大阪府豊中市に開校予定だった小学校の設置認可の申請を取り下げた森友学園の籠池泰典理事長が3月10日午後、記者会見した。「しっかりとお話しさせていただきたい」。そう切り出した籠池理事長だが、その口から出てきたのは、疑惑についての丁寧な説明ではなく、メディア批判の言葉だった。
共同通信や朝日新聞、読売新聞、産経新聞の名前を挙げて批判したほか、記者の質問の仕方に注文をつけて、質問に答えなかったり、朝日新聞記者の回答を拒否したりといった場面もあった。
申請取り下げについて、籠池氏は次のように説明した。
まず、土地に埋まっていたゴミの処理問題について、「マスコミ報道により、処理先が見つからなかった」「報道の中で過熱をしてしまって、野党議員が朗々と追及されたことで、工事が捗らなかった」。
さらに「報道・国会論議で、寄付金が集まらなくなった」と述べた。
そして、「この2つが(許認可の)重要な要件だったはずだ」と続けた。
つまり、マスコミ報道によってゴミ処理に問題が生じたことと、寄付金が集まらなくなったことが響いて認可の見込みがなくなったので取り下げた、という説明だ。
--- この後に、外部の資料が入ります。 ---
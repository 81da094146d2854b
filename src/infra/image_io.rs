// ============================================================
// Layer 6 — Image Persistence
// ============================================================
// ImageSample (f32 CHW in [0,1]) → RGB raster file. The output
// format follows the file extension, as the image crate decides.

use anyhow::{Context, Result};
use image::RgbImage;
use std::{fs, path::Path};

use crate::domain::image_sample::{ImageSample, CHANNELS};

/// CHW f32 → HWC u8, clamping to [0, 1] first
pub fn to_rgb_image(sample: &ImageSample) -> Result<RgbImage> {
    let (h, w) = (sample.height(), sample.width());
    let plane  = h * w;
    let src    = sample.pixels();

    let mut raw = Vec::with_capacity(CHANNELS * plane);
    for i in 0..plane {
        for c in 0..CHANNELS {
            let v = src[c * plane + i].clamp(0.0, 1.0);
            raw.push((v * 255.0).round() as u8);
        }
    }
    RgbImage::from_raw(w as u32, h as u32, raw)
        .with_context(|| format!("Cannot build a {w}x{h} RGB image"))
}

/// Write `sample` to `path`, creating parent folders.
pub fn save_sample(sample: &ImageSample, path: &Path) -> Result<()> {
    if let Some(parent) = path.parent().filter(|p| !p.as_os_str().is_empty()) {
        fs::create_dir_all(parent)
            .with_context(|| format!("Cannot create '{}'", parent.display()))?;
    }
    to_rgb_image(sample)?
        .save(path)
        .with_context(|| format!("Cannot write image '{}'", path.display()))
}

#[cfg(test)]
mod tests {
    use super::*;
    use crate::data::transform::to_sample;
    use image::Rgb;

    #[test]
    fn test_u8_pixels_survive_png_round_trip() {
        let dir  = tempfile::tempdir().unwrap();
        let path = dir.path().join("nested").join("x.png");
        let img  = RgbImage::from_fn(5, 3, |x, y| Rgb([x as u8 * 40, y as u8 * 60, 7]));

        save_sample(&to_sample(&img).unwrap(), &path).unwrap();
        let back = image::open(&path).unwrap().to_rgb8();
        assert_eq!(back, img);
    }

    #[test]
    fn test_out_of_range_values_are_clamped() {
        let s   = ImageSample::new(vec![-1.0, 2.0, 0.5], 1, 1).unwrap();
        let img = to_rgb_image(&s).unwrap();
        assert_eq!(img.get_pixel(0, 0), &Rgb([0, 255, 128]));
    }
}
// ============================================================
// Layer 2 — EvalUseCase
// ============================================================
// Two ways to stylize with a trained checkpoint:
//
//   single pair  → <output_dir>/ics.jpg
//   run folder   → <output_dir>/ics/<content-stem>--<style-filename>
//                  for every (content, style) in the cross product
//
// Folder mode keeps going past a failed pair: the failure is
// logged, counted in EvalReport::failed and the sweep moves on.
// A derived name that repeats overwrites the earlier file.

use anyhow::Result;
use burn::prelude::*;
use std::collections::HashSet;
use std::path::{Path, PathBuf};

use crate::data::dataset::list_files;
use crate::domain::error::StyleError;
use crate::infra::{checkpoint::CheckpointManager, image_io::save_sample};
use crate::ml::inferencer::Stylizer;

const SINGLE_OUTPUT: &str = "ics.jpg";
const FOLDER_OUTPUT: &str = "ics";

#[derive(Debug, Clone)]
pub struct EvalConfig {
    /// Content image, or content folder in run-folder mode
    pub content:        PathBuf,
    /// Style image, or style folder in run-folder mode
    pub style:          PathBuf,
    pub run_folder:     bool,
    pub checkpoint_dir: PathBuf,
    pub output_dir:     PathBuf,
    pub image_size:     u32,
}

impl Default for EvalConfig {
    fn default() -> Self {
        Self {
            content:        PathBuf::from("./content/"),
            style:          PathBuf::from("./style/"),
            run_folder:     false,
            checkpoint_dir: PathBuf::from("checkpoints"),
            output_dir:     PathBuf::from("."),
            image_size:     256,
        }
    }
}

impl EvalConfig {
    pub fn validate(&self) -> Result<(), StyleError> {
        for path in [&self.content, &self.style] {
            let present = if self.run_folder { path.is_dir() } else { path.is_file() };
            if !present {
                return Err(StyleError::MissingPath(path.clone()));
            }
        }
        Ok(())
    }
}

#[derive(Debug, Clone, Default, PartialEq, Eq)]
pub struct EvalReport {
    pub written: Vec<PathBuf>,
    pub failed:  usize,
}

/// `<content-stem>--<style-filename>`
pub fn derived_output_name(content: &Path, style: &Path) -> String {
    let stem = content
        .file_stem()
        .map(|s| s.to_string_lossy().into_owned())
        .unwrap_or_default();
    let style_name = style
        .file_name()
        .map(|s| s.to_string_lossy().into_owned())
        .unwrap_or_default();
    format!("{stem}--{style_name}")
}

pub struct EvalUseCase {
    config: EvalConfig,
}

impl EvalUseCase {
    pub fn new(config: EvalConfig) -> Self {
        Self { config }
    }

    pub fn execute<B: Backend>(&self, device: &B::Device) -> Result<EvalReport> {
        let cfg = &self.config;
        tracing::info!("Evaluation process started (pid {})", std::process::id());
        cfg.validate()?;

        let ckpt_manager = CheckpointManager::open(&cfg.checkpoint_dir)?;
        let stylizer = Stylizer::<B>::from_checkpoint(&ckpt_manager, device, cfg.image_size)?;

        if cfg.run_folder {
            self.run_folder(&stylizer)
        } else {
            self.run_single(&stylizer)
        }
    }

    fn run_single<B: Backend>(&self, stylizer: &Stylizer<B>) -> Result<EvalReport> {
        let cfg    = &self.config;
        let result = stylizer.stylize_files(&cfg.content, &cfg.style)?;
        let path   = cfg.output_dir.join(SINGLE_OUTPUT);
        save_sample(&result, &path)?;
        tracing::info!("Wrote '{}'", path.display());
        Ok(EvalReport { written: vec![path], failed: 0 })
    }

    fn run_folder<B: Backend>(&self, stylizer: &Stylizer<B>) -> Result<EvalReport> {
        let cfg      = &self.config;
        let contents = list_files(&cfg.content)?;
        let styles   = list_files(&cfg.style)?;
        let out_dir  = cfg.output_dir.join(FOLDER_OUTPUT);
        tracing::info!(
            "Stylizing {} content × {} style images into '{}'",
            contents.len(),
            styles.len(),
            out_dir.display()
        );

        let mut report = EvalReport::default();
        let mut seen   = HashSet::new();
        for content in &contents {
            for style in &styles {
                let path = out_dir.join(derived_output_name(content, style));
                if !seen.insert(path.clone()) {
                    tracing::warn!("'{}' already written in this sweep; overwriting", path.display());
                }

                let outcome = stylizer
                    .stylize_files(content, style)
                    .and_then(|result| save_sample(&result, &path));
                match outcome {
                    Ok(()) => {
                        tracing::debug!("Wrote '{}'", path.display());
                        report.written.push(path);
                    }
                    Err(e) => {
                        tracing::warn!(
                            "Skipping pair ('{}', '{}'): {:#}",
                            content.display(),
                            style.display(),
                            e
                        );
                        report.failed += 1;
                    }
                }
            }
        }

        tracing::info!("{} images written, {} pairs failed", report.written.len(), report.failed);
        Ok(report)
    }
}
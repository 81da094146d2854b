// ============================================================
// Layer 6 — File Telemetry Sink
// ============================================================
// Monitoring records for a training run, all under one folder:
//
//   runs/
//     metrics.csv          ← step,name,value (appended per scalar)
//     samples/             ← PNG triple per snapshot row
//       iter_10000_0_content.png
//       iter_10000_0_style.png
//       iter_10000_0_result.png
//     results_table.csv    ← iter,content,style,result (written once on flush)
//
// Example metrics.csv:
//   step,name,value
//   1,loss,41.523110
//   2,loss,40.982004
//
// Both files go through the csv writer, so a run folder whose
// path contains a comma or a quote still reads back field for field.

use anyhow::{Context, Result};
use std::{
    collections::HashMap,
    fs::{self, OpenOptions},
    path::{Path, PathBuf},
};

use crate::domain::error::StyleError;
use crate::domain::traits::{SampleRow, TelemetrySink};
use crate::infra::image_io::save_sample;

/// Rejects any step that is not greater than the previous one
/// recorded under the same name.
#[derive(Debug, Default)]
pub struct StepGuard {
    last: HashMap<String, usize>,
}

impl StepGuard {
    pub fn check(&mut self, name: &str, step: usize) -> Result<(), StyleError> {
        if let Some(&previous) = self.last.get(name) {
            if step <= previous {
                return Err(StyleError::NonIncreasingStep {
                    name: name.to_string(),
                    step,
                    previous,
                });
            }
        }
        self.last.insert(name.to_string(), step);
        Ok(())
    }
}

/// One results-table row once its images are on disk
#[derive(Debug, Clone)]
struct TableRow {
    iteration: usize,
    content:   PathBuf,
    style:     PathBuf,
    result:    PathBuf,
}

pub struct FileTelemetry {
    dir:         PathBuf,
    csv_path:    PathBuf,
    steps:       StepGuard,
    table:       Vec<TableRow>,
    row_counter: HashMap<usize, usize>,
    flushed:     bool,
}

impl FileTelemetry {
    /// Create the run folder and write the metrics CSV header
    /// if the file is new.
    pub fn new(dir: impl Into<PathBuf>) -> Result<Self> {
        let dir = dir.into();
        fs::create_dir_all(dir.join("samples"))?;

        let csv_path = dir.join("metrics.csv");
        if !csv_path.exists() {
            let mut w = csv::Writer::from_path(&csv_path)
                .with_context(|| format!("Cannot create '{}'", csv_path.display()))?;
            w.write_record(["step", "name", "value"])?;
            w.flush()?;
            tracing::debug!("Created metrics CSV: '{}'", csv_path.display());
        }

        Ok(Self {
            dir,
            csv_path,
            steps: StepGuard::default(),
            table: Vec::new(),
            row_counter: HashMap::new(),
            flushed: false,
        })
    }

    pub fn csv_path(&self) -> &PathBuf { &self.csv_path }

    pub fn table_path(&self) -> PathBuf { self.dir.join("results_table.csv") }
}

fn field(path: &Path) -> String {
    path.to_string_lossy().into_owned()
}

impl TelemetrySink for FileTelemetry {
    fn log_scalar(&mut self, name: &str, value: f64, step: usize) -> Result<()> {
        self.steps.check(name, step)?;
        let file = OpenOptions::new().append(true).open(&self.csv_path)?;
        let mut w = csv::WriterBuilder::new().has_headers(false).from_writer(file);
        w.write_record([step.to_string(), name.to_string(), format!("{value:.6}")])?;
        w.flush()?;
        Ok(())
    }

    fn log_sample(&mut self, row: SampleRow) -> Result<()> {
        let index = self.row_counter.entry(row.iteration).or_insert(0);
        let stem  = format!("iter_{}_{}", row.iteration, index);
        *index += 1;

        let samples = self.dir.join("samples");
        let content = samples.join(format!("{stem}_content.png"));
        let style   = samples.join(format!("{stem}_style.png"));
        let result  = samples.join(format!("{stem}_result.png"));
        save_sample(&row.content, &content)?;
        save_sample(&row.style, &style)?;
        save_sample(&row.result, &result)?;

        self.table.push(TableRow { iteration: row.iteration, content, style, result });
        Ok(())
    }

    fn flush(&mut self) -> Result<()> {
        if self.flushed {
            tracing::warn!("Telemetry already flushed; ignoring repeated flush");
            return Ok(());
        }
        let mut w = csv::Writer::from_path(self.table_path())?;
        w.write_record(["iter", "content", "style", "result"])?;
        for r in &self.table {
            w.write_record([
                r.iteration.to_string(),
                field(&r.content),
                field(&r.style),
                field(&r.result),
            ])?;
        }
        w.flush()?;
        self.flushed = true;
        tracing::info!("Results table with {} rows written to '{}'", self.table.len(), self.table_path().display());
        Ok(())
    }
}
だが、実際に指摘されている問題は別のものだ。時事通信によると、大阪府の松井一郎知事は3月9日、「(申請)書類に信ぴょう性がなく、契約書も虚偽。審議会メンバーが(認可で)大丈夫だという意見をまとめるとは考えにくい。メンバーも非常に懸念している」と話した。
籠池氏は会見中、多くの時間をマスコミ批判に費やした。
「私たちも一生懸命対応してきたが、私と、家族の信条のことが中心に放送されることになって、何か私の方を袋だたきにされてるような感じになった」
「子どもさん方が脅威に思う。保護者の方が脅威に思う。そういうことが皆さん方は仕事をされてたんだと思うんだけれども、やはりそういう風な状況になってきたということは、みなさん方、反省していただきたいと思っております」
籠池氏は語気を強めながら、こう語った。
小学校設置を希望している保護者がいることについても「報道してくれない」と恨み節を述べ、次のように続けた。
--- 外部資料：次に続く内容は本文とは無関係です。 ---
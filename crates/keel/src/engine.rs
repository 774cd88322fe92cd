//! Engine boundary for issue deduplication and lifecycle management.
//!
//! This module defines the interface consumed by transport layers (HTTP
//! handlers, cluster watchers) and a factory for creating engine instances.
//! The trait is object-safe, allowing dynamic dispatch via
//! `Box<dyn IssueEngine>`.
//!
//! # Method Categories
//!
//! - **Create flows**: `create_or_update`, `create`, `find_duplicate`
//! - **Queries**: `find_by_id`, `find_all`
//! - **Lifecycle**: `update`, `delete`, `resolve_by_scope`
//! - **Relationships**: `add_related_issue`, `remove_related_issue`
//!
//! # Concurrency
//!
//! Implementations must be `Send + Sync` and safe to call from any number of
//! tasks; every call is one logical transaction, and no transaction is held
//! across an await point controlled by the caller. Cancellation and timeouts
//! belong to the caller (e.g. `tokio::time::timeout` around a call); an
//! aborted operation leaves stored state unchanged.
//!
//! # Example
//!
//! ```no_run
//! use keel::domain::{IssueType, NewIssue, NewScope, Severity};
//! use keel::engine::{EngineBackend, create_engine};
//!
//! #[tokio::main(flavor = "current_thread")]
//! async fn main() -> keel::Result<()> {
//!     let engine = create_engine(&EngineBackend::InMemory)?;
//!
//!     let report = NewIssue {
//!         title: "Pipeline run failed".to_string(),
//!         description: "Task build-container exited 1".to_string(),
//!         severity: Severity::Major,
//!         issue_type: IssueType::Pipeline,
//!         namespace: "team-alpha".to_string(),
//!         scope: NewScope {
//!             resource_type: "pipelinerun".to_string(),
//!             resource_name: "build-1".to_string(),
//!             resource_namespace: None,
//!         },
//!         links: vec![],
//!         state: None,
//!         resolved_at: None,
//!     };
//!
//!     let issue = engine.create_or_update(report).await?;
//!     println!("tracking issue {}", issue.id);
//!     Ok(())
//! }
//! ```

use async_trait::async_trait;
use std::path::PathBuf;

use crate::domain::{Issue, IssueFilter, IssueId, IssueUpdate, NewIssue};
use crate::error::Result;
use crate::store::SqliteStore;

/// Core engine trait for issue deduplication and lifecycle management.
#[async_trait]
pub trait IssueEngine: Send + Sync {
    /// Create a new issue for the report, or update the existing record with
    /// the same dedup key (ACTIVE or RESOLVED). All concurrent callers with
    /// one dedup key converge on a single record.
    ///
    /// Returns the record with scope, links, and both relationship
    /// directions loaded.
    ///
    /// # Errors
    ///
    /// Returns `Error::Validation` for malformed reports and
    /// `Error::Database` when the transaction fails (nothing is committed).
    async fn create_or_update(&self, report: NewIssue) -> Result<Issue>;

    /// Create an issue record with the same dedup behavior as
    /// [`Self::create_or_update`], for callers wanting strict create
    /// semantics in their own flow.
    ///
    /// # Errors
    ///
    /// Same as [`Self::create_or_update`].
    async fn create(&self, report: NewIssue) -> Result<Issue>;

    /// Find the existing issue matching the report's dedup key, if any.
    ///
    /// # Errors
    ///
    /// Returns `Error::Validation` for malformed reports; no match is
    /// `Ok(None)`, not an error.
    async fn find_duplicate(&self, report: NewIssue) -> Result<Option<Issue>>;

    /// Get an issue by ID with all associations loaded.
    ///
    /// Returns `Ok(None)` if the issue doesn't exist.
    async fn find_by_id(&self, id: &IssueId) -> Result<Option<Issue>>;

    /// List issues matching the filter, ordered by detection time descending.
    ///
    /// Returns the page and the total match count independent of pagination.
    async fn find_all(&self, filter: &IssueFilter) -> Result<(Vec<Issue>, u64)>;

    /// Apply a sparse update: only fields present in `update` are modified,
    /// and the update timestamp is always refreshed.
    ///
    /// # Errors
    ///
    /// Returns `Error::IssueNotFound` if the issue doesn't exist and
    /// `Error::Conflict` if a namespace or scope change collides with
    /// another issue's dedup key.
    async fn update(&self, id: &IssueId, update: IssueUpdate) -> Result<Issue>;

    /// Delete an issue together with its links, incident relationship edges,
    /// and scope, as one transaction.
    ///
    /// # Errors
    ///
    /// Returns `Error::IssueNotFound` if the issue doesn't exist.
    async fn delete(&self, id: &IssueId) -> Result<()>;

    /// Resolve all ACTIVE issues in `namespace` whose scope matches
    /// (`resource_type`, `resource_name`), returning how many were resolved.
    /// Zero matches is success with count 0.
    async fn resolve_by_scope(
        &self,
        resource_type: &str,
        resource_name: &str,
        namespace: &str,
    ) -> Result<u64>;

    /// Create a relationship edge between two issues. Edges are unique
    /// irrespective of direction.
    ///
    /// # Errors
    ///
    /// Returns `Error::Conflict` if either issue is missing, the edge would
    /// be a self-edge, or an edge already exists between the pair.
    async fn add_related_issue(&self, source: &IssueId, target: &IssueId) -> Result<()>;

    /// Remove the relationship edge between two issues, matching either
    /// direction.
    ///
    /// # Errors
    ///
    /// Returns `Error::Conflict` if no edge exists between the pair.
    async fn remove_related_issue(&self, source: &IssueId, target: &IssueId) -> Result<()>;
}

/// Engine backend configuration.
///
/// Determines which storage the engine runs on.
#[derive(Debug, Clone)]
pub enum EngineBackend {
    /// Ephemeral in-memory database (tests, previews)
    InMemory,

    /// SQLite database file (persistent)
    Sqlite(PathBuf),
}

/// Create an engine instance for the given backend.
///
/// The returned trait object can be shared across tasks and used
/// polymorphically regardless of the backend.
///
/// # Errors
///
/// Returns `Error::Io` or `Error::Database` when the backing database cannot
/// be opened or initialized.
pub fn create_engine(backend: &EngineBackend) -> Result<Box<dyn IssueEngine>> {
    match backend {
        EngineBackend::InMemory => Ok(Box::new(SqliteStore::open_in_memory()?)),
        EngineBackend::Sqlite(path) => Ok(Box::new(SqliteStore::open(path)?)),
    }
}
「社にとって必要なものだけ、報道するのが、報道の自由なんでしょうか。違うんじゃないんでしょうかねえ。プライバシーと報道の自由。プライバシー。この人は昔こんなことしてた、だから悪いことしてんねんともっていきようというのは、人間性に対して失礼なんじゃないでしょうか。基本的人権を守ってないんじゃないんですか」
「一般市民の方が、我々の報道を見られて、色々思っていらっしゃることがあるんじゃないでしょうか。これは、ブーメラン効果になるんだと思います。本当に気をつけていただきたいと思います」
籠池氏は「自分が見て判断をしていかないと。それが学習指導要領でいうところの『考える力』『判断する力』そして『自分で結論を出す力』だ」とも述べていた。
籠池氏はこの日、「私は逃げも隠れもしませんから、いついつに会見をすると言ったら会見するわけですので。日程を決めていただければ会見をしたわけです」と述べていた。
だが、自ら開いた会見で、籠池氏は記者の質問をはぐらかす場面が目立った。
たとえば、自身が大阪府に提出した書類で経歴詐称があったのではないかと、記者に指摘されると、「どうして、資料が流出するのかなあと。民間企業であれば、コンプライアンス違反」などと府の批判を始めた。
記者から「資料が流出したこと、経歴詐称があったことは関係ない」と反論されると、しばらく沈黙。その後、記者に所属を尋ね、朝日新聞だという記者に「朝日はもういい。朝日はうそを書く。朝日はダメ」と言って、回答を拒否した。産経新聞についても「えげつない報道をされた」と批判した。
記者からの質問がまったく途切れない中、籠池氏は「時間だ」と立ち去った。